Some profess to view this possibility with undisturbed calm. They are not afraid of the prospects of Methodism minus the class-meeting. They believe that its day of usefulness is over, and that other institutions will more efficiently carry on its work. A prominent Methodist minister recently said, “The people have settled the problem of the class-meeting: they keep away from it.”
But a great host of the Methodist family, and among this some of its most distinguished sons, will deeply lament if such prognostications ever become true. They love the class-meeting. They have faithfully supported its services for years and received abundant good therefrom. It is to them the most helpful means of grace, the one that appeals most directly to their personal religious life and they are sure, in spite of appearances, it can be revived and enhance even its past glory.
The Wesleyan Conference of 1907 passed, by a large majority, a recommendation of a special committee urging ministers and people of the Methodist Church sincerely to cherish the fellowship of the class-meeting and loyally to support it by their own regular attendance. The Rev. W.L. Watkinson declared at one of the principal public meetings of the same Conference, “The class-meeting was never wanted more than at the present day.” Other Methodist bodies have followed precisely the same course. They are convinced it will be a fatal mistake to surrender this institution. They insist it must be zealously maintained at all costs.

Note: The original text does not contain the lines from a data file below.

use std::collections::VecDeque;
use std::time::{Duration, SystemTime, UNIX_EPOCH};

use serde::Serialize;
use sysinfo::System;
use tokio::sync::Mutex;

use crate::types::{Prediction, RiskLabel};

#[derive(Debug, Clone, Serialize)]
pub struct RecentPrediction {
    pub timestamp: u64,
    pub result: String,
    pub probability: f64,
    pub substituted: Vec<String>,
    pub bp_defaulted: bool,
}

#[derive(Debug, Clone, Serialize)]
pub struct StatsSnapshot {
    pub predictions: u64,
    pub high_risk: u64,
    pub low_risk: u64,
    pub errors: u64,
    pub uptime: String,
}

#[derive(Debug, Clone, Serialize)]
pub struct SystemHealth {
    pub cpu_percent: f32,
    pub memory_mb: u64,
    pub memory_percent: f32,
}

#[derive(Debug, Default)]
struct StatsCounters {
    predictions: u64,
    high_risk: u64,
    low_risk: u64,
    errors: u64,
}

pub struct TelemetryStore {
    start_time: SystemTime,
    history_limit: usize,
    stats: Mutex<StatsCounters>,
    recent: Mutex<VecDeque<RecentPrediction>>,
    system: Mutex<System>,
}

impl TelemetryStore {
    pub fn new(history_limit: usize) -> Self {
        let mut system = System::new_all();
        system.refresh_all();

        TelemetryStore {
            start_time: SystemTime::now(),
            history_limit,
            stats: Mutex::new(StatsCounters::default()),
            recent: Mutex::new(VecDeque::with_capacity(64)),
            system: Mutex::new(system),
        }
    }

    pub async fn record_prediction(&self, prediction: &Prediction) {
        {
            let mut stats = self.stats.lock().await;
            stats.predictions = stats.predictions.saturating_add(1);
            match prediction.label {
                RiskLabel::High => stats.high_risk = stats.high_risk.saturating_add(1),
                RiskLabel::Low => stats.low_risk = stats.low_risk.saturating_add(1),
            }
        }

        let mut recent = self.recent.lock().await;
        recent.push_front(RecentPrediction {
            timestamp: now_epoch(),
            result: prediction.label.as_str().to_string(),
            probability: prediction.probability,
            substituted: prediction.substituted.clone(),
            bp_defaulted: prediction.bp_defaulted,
        });
        while recent.len() > self.history_limit {
            recent.pop_back();
        }
    }

    pub async fn record_error(&self) {
        let mut stats = self.stats.lock().await;
        stats.errors = stats.errors.saturating_add(1);
    }

    pub async fn snapshot_stats(&self) -> StatsSnapshot {
        let stats = self.stats.lock().await;
        StatsSnapshot {
            predictions: stats.predictions,
            high_risk: stats.high_risk,
            low_risk: stats.low_risk,
            errors: stats.errors,
            uptime: format_uptime(
                SystemTime::now()
                    .duration_since(self.start_time)
                    .unwrap_or(Duration::from_secs(0)),
            ),
        }
    }

    pub async fn snapshot_recent(&self) -> Vec<RecentPrediction> {
        let recent = self.recent.lock().await;
        recent.iter().cloned().collect()
    }

    pub async fn health_snapshot(&self) -> SystemHealth {
        let mut system = self.system.lock().await;
        system.refresh_cpu();
        system.refresh_memory();

        let cpu_percent = system.global_cpu_info().cpu_usage();
        let total_mem = system.total_memory();
        let used_mem = system.used_memory();
        let memory_percent = if total_mem > 0 {
            (used_mem as f32 / total_mem as f32) * 100.0
        } else {
            0.0
        };

        SystemHealth {
            cpu_percent,
            memory_mb: used_mem / (1024 * 1024),
            memory_percent,
        }
    }
}

fn now_epoch() -> u64 {
    SystemTime::now()
        .duration_since(UNIX_EPOCH)
        .unwrap_or(Duration::from_secs(0))
        .as_secs()
}

fn format_uptime(duration: Duration) -> String {
    let total_minutes = duration.as_secs() / 60;
    let days = total_minutes / (24 * 60);
    let hours = (total_minutes / 60) % 24;
    let minutes = total_minutes % 60;
    format!("{}d {}h {}m", days, hours, minutes)
}

#[cfg(test)]
mod tests {
    use super::*;

    fn prediction(label: RiskLabel) -> Prediction {
        Prediction {
            label,
            probability: 82.0,
            substituted: Vec::new(),
            bp_defaulted: false,
        }
    }

    #[tokio::test]
    async fn counters_track_labels_and_errors() {
        let store = TelemetryStore::new(50);
        store.record_prediction(&prediction(RiskLabel::High)).await;
        store.record_prediction(&prediction(RiskLabel::Low)).await;
        store.record_error().await;

        let stats = store.snapshot_stats().await;
        assert_eq!(stats.predictions, 2);
        assert_eq!(stats.high_risk, 1);
        assert_eq!(stats.low_risk, 1);
        assert_eq!(stats.errors, 1);
    }

    #[tokio::test]
    async fn recent_history_is_bounded_and_newest_first() {
        let store = TelemetryStore::new(10);
        for _ in 0..15 {
            store.record_prediction(&prediction(RiskLabel::Low)).await;
        }
        store.record_prediction(&prediction(RiskLabel::High)).await;

        let recent = store.snapshot_recent().await;
        assert_eq!(recent.len(), 10);
        assert_eq!(recent[0].result, "High Risk");
    }

    #[test]
    fn uptime_formats_days_hours_minutes() {
        assert_eq!(format_uptime(Duration::from_secs(0)), "0d 0h 0m");
        assert_eq!(
            format_uptime(Duration::from_secs(26 * 3600 + 5 * 60)),
            "1d 2h 5m"
        );
    }
}
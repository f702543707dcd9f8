use reqwest::Client;
use serde::Deserialize;

use crate::config::CoreConfig;
use crate::types::SensorReading;

/// Third-party channel feed for the optional wearable reading. Every
/// failure is returned as `Err`; the caller degrades to the form-supplied
/// values, never the other way round.
pub struct SensorFeed {
    config: Option<FeedConfig>,
}

struct FeedConfig {
    client: Client,
    url: String,
}

#[derive(Debug, Deserialize)]
struct ChannelPayload {
    #[serde(default)]
    feeds: Vec<FeedEntry>,
}

#[derive(Debug, Deserialize)]
struct FeedEntry {
    field1: Option<String>,
    field2: Option<String>,
}

impl SensorFeed {
    pub fn new(config: &CoreConfig) -> Self {
        let Some(url) = config.feed_url.clone() else {
            return Self { config: None };
        };

        let client = Client::builder().timeout(config.feed_timeout).build().ok();

        let client = match client {
            Some(client) => client,
            None => return Self { config: None },
        };

        Self {
            config: Some(FeedConfig { client, url }),
        }
    }

    pub async fn latest_reading(&self) -> Result<SensorReading, String> {
        let Some(config) = &self.config else {
            return Err("feed not configured".to_string());
        };

        let response = config
            .client
            .get(&config.url)
            .send()
            .await
            .map_err(|error| error.to_string())?;
        if !response.status().is_success() {
            return Err(format!("feed response {}", response.status()));
        }

        let payload = response
            .json::<ChannelPayload>()
            .await
            .map_err(|error| error.to_string())?;

        latest_from_channel(&payload)
    }
}

fn latest_from_channel(payload: &ChannelPayload) -> Result<SensorReading, String> {
    let entry = payload
        .feeds
        .last()
        .ok_or_else(|| "feed returned no entries".to_string())?;

    Ok(SensorReading {
        heart_rate: field_value(entry.field1.as_deref()),
        spo2: field_value(entry.field2.as_deref()),
    })
}

// Absent or empty fields read as 0.0 rather than failing the fetch.
fn field_value(field: Option<&str>) -> f64 {
    field
        .and_then(|value| value.trim().parse::<f64>().ok())
        .unwrap_or(0.0)
}
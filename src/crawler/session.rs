//! One site's crawl session
//!
//! A session is a single cooperative loop: pop the best candidate, pass it
//! through the gate, fetch it under a breaker, score and record the visit,
//! and queue the page's links. Once the budget is spent or the frontier is
//! empty, the extraction chain runs on the best candidate pages for each
//! schedule type and the results are upserted.
//!
//! A root request that comes back blocked ends the session immediately.
//! Every URL is requested at most once per session: discovery's requests are
//! recorded as visits, and redirect targets count as visited.

use crate::breaker::{BreakerRegistry, OperationType};
use crate::crawler::context::CrawlerContext;
use crate::crawler::fetcher::{fetch, fetch_rendered, Expect, FetchOutcome, FetchedPage};
use crate::crawler::parser::parse_page;
use crate::events::LifecycleEvent;
use crate::extraction::{
    keyword_pass, ExtractionChain, ExtractionOutcome, ExtractionResult, ScheduleType,
};
use crate::frontier::{
    CrawlCandidate, Discovery, DiscoveryFetch, Frontier, PageBudget, Prioritizer, FORCED_PRIORITY,
};
use crate::gate::{assess_response, BlockingAssessment, BlockingType, GateDecision, RobotsDecision};
use crate::storage::{lock_storage, SiteRecord};
use crate::tracker::{load_golden_urls, score_content, QualityScore, VisitResult, VisitTracker};
use crate::url::{is_crawlable_link, normalize_url, registrable_domain};
use crate::{ScoutError, UrlError};
use chrono::Utc;
use std::collections::{BTreeMap, HashMap, HashSet};
use std::sync::Arc;
use tokio_util::sync::CancellationToken;
use tracing::{debug, info, warn};
use url::Url;

/// Summary of a finished session
#[derive(Debug, Clone)]
pub struct SessionReport {
    pub site_id: i64,
    pub pages_visited: u32,
    pub page_budget: u32,
    /// Set when the site root was blocked
    pub blocked: Option<BlockingType>,
    pub results: Vec<ExtractionResult>,
    /// Records still unsaved after the final batch save
    pub unsaved: usize,
    pub cancelled: bool,
}

impl SessionReport {
    /// Number of schedule types with a result other than "not found"
    pub fn facts_found(&self) -> usize {
        self.results.iter().filter(|r| r.found()).count()
    }
}

/// A fetched page kept for the extraction phase
struct CandidatePage {
    html: String,
    text: String,
}

/// State of one site's crawl
pub struct CrawlSession<'a> {
    ctx: &'a CrawlerContext,
    site: SiteRecord,
    base: Url,
    site_domain: String,
    breakers: Arc<BreakerRegistry>,
    prioritizer: Prioritizer,
    frontier: Frontier,
    budget: PageBudget,
    tracker: VisitTracker,
    schedule_types: Vec<ScheduleType>,
    golden: Vec<(ScheduleType, String)>,
    candidates: BTreeMap<ScheduleType, Vec<Url>>,
    pages: HashMap<String, CandidatePage>,
    bot_blocks: u32,
    use_browser: bool,
    cancel: CancellationToken,
}
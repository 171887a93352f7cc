//! URL priority scoring
//!
//! `priority(url)` is the sum of the weights of positive keywords found in
//! the URL path, minus a penalty per negative keyword, plus a depth bonus
//! for deep paths and a bonus for URLs on the site's own domain.

use crate::config::ScoringConfig;
use crate::extraction::ScheduleType;
use crate::frontier::KeywordSet;
use crate::url::path_depth;
use std::sync::Arc;
use url::Url;

fn bare_host(url: &Url) -> Option<String> {
    url.host_str().map(|h| {
        let h = h.to_lowercase();
        h.strip_prefix("www.").map(str::to_string).unwrap_or(h)
    })
}

/// Whether `keyword` occurs in a lowercased path, with its spaces written
/// as `-`, `_` or nothing
pub(super) fn path_mentions(path: &str, keyword: &str) -> bool {
    if !keyword.contains(' ') {
        return path.contains(keyword);
    }
    ["-", "_", "", "%20"]
        .iter()
        .any(|sep| path.contains(&keyword.replace(' ', sep)))
}

/// Scores URLs for one site
#[derive(Debug, Clone)]
pub struct Prioritizer {
    keywords: Arc<KeywordSet>,
    scoring: ScoringConfig,
    site_host: Option<String>,
    schedule_types: Vec<ScheduleType>,
}

impl Prioritizer {
    pub fn new(
        keywords: Arc<KeywordSet>,
        scoring: ScoringConfig,
        site_url: &Url,
        schedule_types: &[ScheduleType],
    ) -> Self {
        Self {
            keywords,
            scoring,
            site_host: bare_host(site_url),
            schedule_types: schedule_types.to_vec(),
        }
    }

    /// Keyword part of the score only: positive weights minus negative penalties
    pub fn keyword_score(&self, url: &Url, schedule_type: ScheduleType) -> f64 {
        let path = url.path().to_lowercase();

        let positive: f64 = self
            .keywords
            .positive(schedule_type)
            .iter()
            .filter(|k| path_mentions(&path, &k.keyword))
            .map(|k| k.weight)
            .sum();

        let negative_hits = self
            .keywords
            .negative(schedule_type)
            .iter()
            .filter(|k| path_mentions(&path, k))
            .count();

        positive - negative_hits as f64 * self.scoring.negative_penalty
    }

    /// Full score of a URL for one schedule type
    pub fn score_for(&self, url: &Url, schedule_type: ScheduleType) -> f64 {
        let mut score = self.keyword_score(url, schedule_type);

        if path_depth(url) > self.scoring.depth_threshold {
            score += self.scoring.depth_bonus;
        }

        if self.site_host.is_some() && bare_host(url) == self.site_host {
            score += self.scoring.same_domain_bonus;
        }

        score
    }

    /// Frontier priority: the best score across the schedule types of interest
    pub fn priority(&self, url: &Url) -> f64 {
        self.schedule_types
            .iter()
            .map(|t| self.score_for(url, *t))
            .fold(None, |best: Option<f64>, s| Some(best.map_or(s, |b| b.max(s))))
            .unwrap_or(0.0)
    }

    /// Candidates ordered best first; ties keep their input order
    pub fn rank(&self, candidates: &[Url], schedule_type: ScheduleType) -> Vec<(Url, f64)> {
        let mut ranked: Vec<(Url, f64)> = candidates
            .iter()
            .map(|u| (u.clone(), self.score_for(u, schedule_type)))
            .collect();
        ranked.sort_by(|a, b| b.1.total_cmp(&a.1));
        ranked
    }

    /// The page extraction should be attempted on first
    pub fn choose_best_url(&self, candidates: &[Url], schedule_type: ScheduleType) -> Option<Url> {
        self.rank(candidates, schedule_type)
            .into_iter()
            .next()
            .map(|(url, _)| url)
    }
}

But why? Is it not possible for Methodism to be Methodism without the class-meeting? Cannot it fulfil its mission unless it retains this particular institution? Dr. Rigg says, “The Methodist Church is a contexture, a web of such class-meetings; do away with these classes and the whole web, the whole vital growth and structure of Methodism is destroyed. As a Church system it would no longer exist.” And there is much to support this view. The class-meeting is the differentiating mark of Methodism. Take it away and you despoil the latter of that which distinguishes it from other churches.
Moreover, this institution is undoubtedly capable of rendering additional service to the evangelistic propaganda of Methodism. If it has fallen on evil days, that is its misfortune. But the organisation is precisely the same as that which Wesley found so beneficial. It only needs new life, greater devotion from its members to spring into enlarged usefulness. “They needed in these days Christian evidences; the evidence of the plain, blunt man, who has met in the class-meeting week by week, was grander than a whole library of controversial theology.”
Moreover, there is nothing to take its place. I emphasise this fearlessly and confidently. People talk about more modern institutions and claim that these have made Wesley’s peculiar service unnecessary. “They know not what they do.” There is no substitute for the class-meeting. It has yet to be invented. Band-meetings, Guilds, C.E.s, Prayer-meetings come short in the matter of qualification.
It is especially necessary as the centre whence arise the most courageous and vicarious schemes of evangelism. The church must be more daring if it is ever to arrest and overcome the forces of evil. And so far as Methodism is concerned, the place where consuming zeal is best fostered and the fire-coal from the heavenly altar descends is the class-meeting.